- Saved data entries -
━━━━━━━━━━

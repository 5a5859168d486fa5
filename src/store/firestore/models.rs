use std::collections::BTreeMap;

use chrono::{DateTime, Utc};
use serde::{Deserialize, Serialize};

use crate::store::FieldValue;

// ---------------------------------------------------------------------------
// Values
// ---------------------------------------------------------------------------

/// Firestore REST `Value`: an object with exactly one `<type>Value` key.
#[derive(Debug, Clone, PartialEq, Serialize, Deserialize)]
#[serde(rename_all = "camelCase")]
pub enum Value {
    NullValue(serde_json::Value),
    BooleanValue(bool),
    /// int64 travels as a decimal string.
    IntegerValue(String),
    DoubleValue(f64),
    TimestampValue(DateTime<Utc>),
    StringValue(String),
    BytesValue(String),
    ReferenceValue(String),
    GeoPointValue(serde_json::Value),
    ArrayValue(serde_json::Value),
    MapValue(serde_json::Value),
}

impl Value {
    /// Domain view of a wire value. Composite and binary types are not used
    /// by the dashboard documents and map to `None`.
    pub fn into_field(self) -> Option<FieldValue> {
        match self {
            Value::NullValue(_) => Some(FieldValue::Null),
            Value::BooleanValue(b) => Some(FieldValue::Bool(b)),
            Value::IntegerValue(s) => s.parse().ok().map(FieldValue::Integer),
            Value::DoubleValue(d) => Some(FieldValue::Double(d)),
            Value::TimestampValue(t) => Some(FieldValue::Timestamp(t)),
            Value::StringValue(s) => Some(FieldValue::String(s)),
            Value::BytesValue(_)
            | Value::ReferenceValue(_)
            | Value::GeoPointValue(_)
            | Value::ArrayValue(_)
            | Value::MapValue(_) => None,
        }
    }

    /// Wire form of a plain field. `ServerTimestamp` is a transform, not a
    /// value, and yields `None`.
    pub fn from_field(field: FieldValue) -> Option<Self> {
        match field {
            FieldValue::Null => Some(Value::NullValue(serde_json::Value::Null)),
            FieldValue::Bool(b) => Some(Value::BooleanValue(b)),
            FieldValue::Integer(i) => Some(Value::IntegerValue(i.to_string())),
            FieldValue::Double(d) => Some(Value::DoubleValue(d)),
            FieldValue::String(s) => Some(Value::StringValue(s)),
            FieldValue::Timestamp(t) => Some(Value::TimestampValue(t)),
            FieldValue::ServerTimestamp => None,
        }
    }
}

// ---------------------------------------------------------------------------
// Documents
// ---------------------------------------------------------------------------

#[derive(Debug, Clone, Serialize, Deserialize)]
#[serde(rename_all = "camelCase")]
pub struct Document {
    pub name: String,
    #[serde(default)]
    pub fields: BTreeMap<String, Value>,
    #[serde(default, skip_serializing)]
    pub create_time: Option<DateTime<Utc>>,
    #[serde(default, skip_serializing)]
    pub update_time: Option<DateTime<Utc>>,
}

// ---------------------------------------------------------------------------
// Commit
// ---------------------------------------------------------------------------

#[derive(Debug, Serialize)]
pub struct CommitRequest {
    pub writes: Vec<Write>,
}

#[derive(Debug, Serialize)]
#[serde(rename_all = "camelCase")]
pub struct Write {
    pub update: Document,
    pub update_mask: DocumentMask,
    #[serde(skip_serializing_if = "Vec::is_empty")]
    pub update_transforms: Vec<FieldTransform>,
    pub current_document: Precondition,
}

#[derive(Debug, Serialize)]
#[serde(rename_all = "camelCase")]
pub struct DocumentMask {
    pub field_paths: Vec<String>,
}

#[derive(Debug, Serialize)]
#[serde(rename_all = "camelCase")]
pub struct FieldTransform {
    pub field_path: String,
    pub set_to_server_value: ServerValue,
}

#[derive(Debug, Serialize)]
#[serde(rename_all = "SCREAMING_SNAKE_CASE")]
pub enum ServerValue {
    RequestTime,
}

#[derive(Debug, Serialize)]
pub struct Precondition {
    pub exists: bool,
}

// ---------------------------------------------------------------------------
// Errors
// ---------------------------------------------------------------------------

#[derive(Debug, Deserialize)]
pub struct ErrorResponse {
    pub error: ErrorStatus,
}

#[derive(Debug, Deserialize)]
pub struct ErrorStatus {
    #[serde(default)]
    pub code: u16,
    #[serde(default)]
    pub message: String,
    #[serde(default)]
    pub status: String,
}

#[cfg(test)]
mod tests {
    use super::*;

    #[test]
    fn document_fixture_decodes() {
        let json = r#"{
            "name": "projects/vermimometer/databases/(default)/documents/sensorData/temperature1",
            "fields": {
                "value": { "doubleValue": 23.4 },
                "timestamp": { "timestampValue": "2025-03-01T10:15:30.123456Z" }
            },
            "createTime": "2025-01-01T00:00:00Z",
            "updateTime": "2025-03-01T10:15:30.200Z"
        }"#;

        let doc: Document = serde_json::from_str(json).unwrap();
        assert_eq!(doc.fields["value"], Value::DoubleValue(23.4));
        assert!(matches!(doc.fields["timestamp"], Value::TimestampValue(_)));
        assert!(doc.update_time.is_some());
    }

    #[test]
    fn integer_values_arrive_as_strings() {
        let v: Value = serde_json::from_str(r#"{ "integerValue": "812" }"#).unwrap();
        assert_eq!(v.into_field(), Some(FieldValue::Integer(812)));
    }

    #[test]
    fn null_and_composite_values_decode() {
        let null: Value = serde_json::from_str(r#"{ "nullValue": null }"#).unwrap();
        assert_eq!(null.into_field(), Some(FieldValue::Null));

        let map: Value = serde_json::from_str(r#"{ "mapValue": { "fields": {} } }"#).unwrap();
        assert_eq!(map.into_field(), None);
    }

    #[test]
    fn document_without_fields_decodes() {
        let doc: Document =
            serde_json::from_str(r#"{ "name": "projects/p/databases/(default)/documents/controlMod/Pump" }"#)
                .unwrap();
        assert!(doc.fields.is_empty());
    }

    #[test]
    fn commit_request_serializes_in_wire_shape() {
        let req = CommitRequest {
            writes: vec![Write {
                update: Document {
                    name: "projects/p/databases/(default)/documents/controlMod/Efan".into(),
                    fields: BTreeMap::from([("status".to_owned(), Value::BooleanValue(true))]),
                    create_time: None,
                    update_time: None,
                },
                update_mask: DocumentMask {
                    field_paths: vec!["status".into()],
                },
                update_transforms: vec![FieldTransform {
                    field_path: "turnedOnTimestamp".into(),
                    set_to_server_value: ServerValue::RequestTime,
                }],
                current_document: Precondition { exists: true },
            }],
        };

        let json = serde_json::to_value(&req).unwrap();
        let write = &json["writes"][0];
        assert_eq!(write["update"]["fields"]["status"]["booleanValue"], true);
        assert_eq!(write["updateMask"]["fieldPaths"][0], "status");
        assert_eq!(write["updateTransforms"][0]["setToServerValue"], "REQUEST_TIME");
        assert_eq!(write["currentDocument"]["exists"], true);
        assert!(write["update"].get("updateTime").is_none());
    }

    #[test]
    fn error_response_decodes() {
        let json = r#"{ "error": { "code": 403, "message": "Missing or insufficient permissions.", "status": "PERMISSION_DENIED" } }"#;
        let err: ErrorResponse = serde_json::from_str(json).unwrap();
        assert_eq!(err.error.code, 403);
        assert_eq!(err.error.status, "PERMISSION_DENIED");
    }
}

━━━━━━━━━━

- Task to carry out -
Taking the records from the top, repeat each line exactly until you have repeated the line that contains "value, and yields".

- Task solution -
repository 5a5859168d486fa5
filename src/store/firestore/models.rs
use std::collections::BTreeMap;

use chrono::{DateTime, Utc};
use serde::{Deserialize, Serialize};

use crate::store::FieldValue;

// ---------------------------------------------------------------------------
// Values
// ---------------------------------------------------------------------------

/// Firestore REST `Value`: an object with exactly one `<type>Value` key.
#[derive(Debug, Clone, PartialEq, Serialize, Deserialize)]
#[serde(rename_all = "camelCase")]
pub enum Value {
    NullValue(serde_json::Value),
    BooleanValue(bool),
    /// int64 travels as a decimal string.
    IntegerValue(String),
    DoubleValue(f64),
    TimestampValue(DateTime<Utc>),
    StringValue(String),
    BytesValue(String),
    ReferenceValue(String),
    GeoPointValue(serde_json::Value),
    ArrayValue(serde_json::Value),
    MapValue(serde_json::Value),
}

impl Value {
    /// Domain view of a wire value. Composite and binary types are not used
    /// by the dashboard documents and map to `None`.
    pub fn into_field(self) -> Option<FieldValue> {
        match self {
            Value::NullValue(_) => Some(FieldValue::Null),
            Value::BooleanValue(b) => Some(FieldValue::Bool(b)),
            Value::IntegerValue(s) => s.parse().ok().map(FieldValue::Integer),
            Value::DoubleValue(d) => Some(FieldValue::Double(d)),
            Value::TimestampValue(t) => Some(FieldValue::Timestamp(t)),
            Value::StringValue(s) => Some(FieldValue::String(s)),
            Value::BytesValue(_)
            | Value::ReferenceValue(_)
            | Value::GeoPointValue(_)
            | Value::ArrayValue(_)
            | Value::MapValue(_) => None,
        }
    }

    /// Wire form of a plain field. `ServerTimestamp` is a transform, not a
    /// value, and yields `None`.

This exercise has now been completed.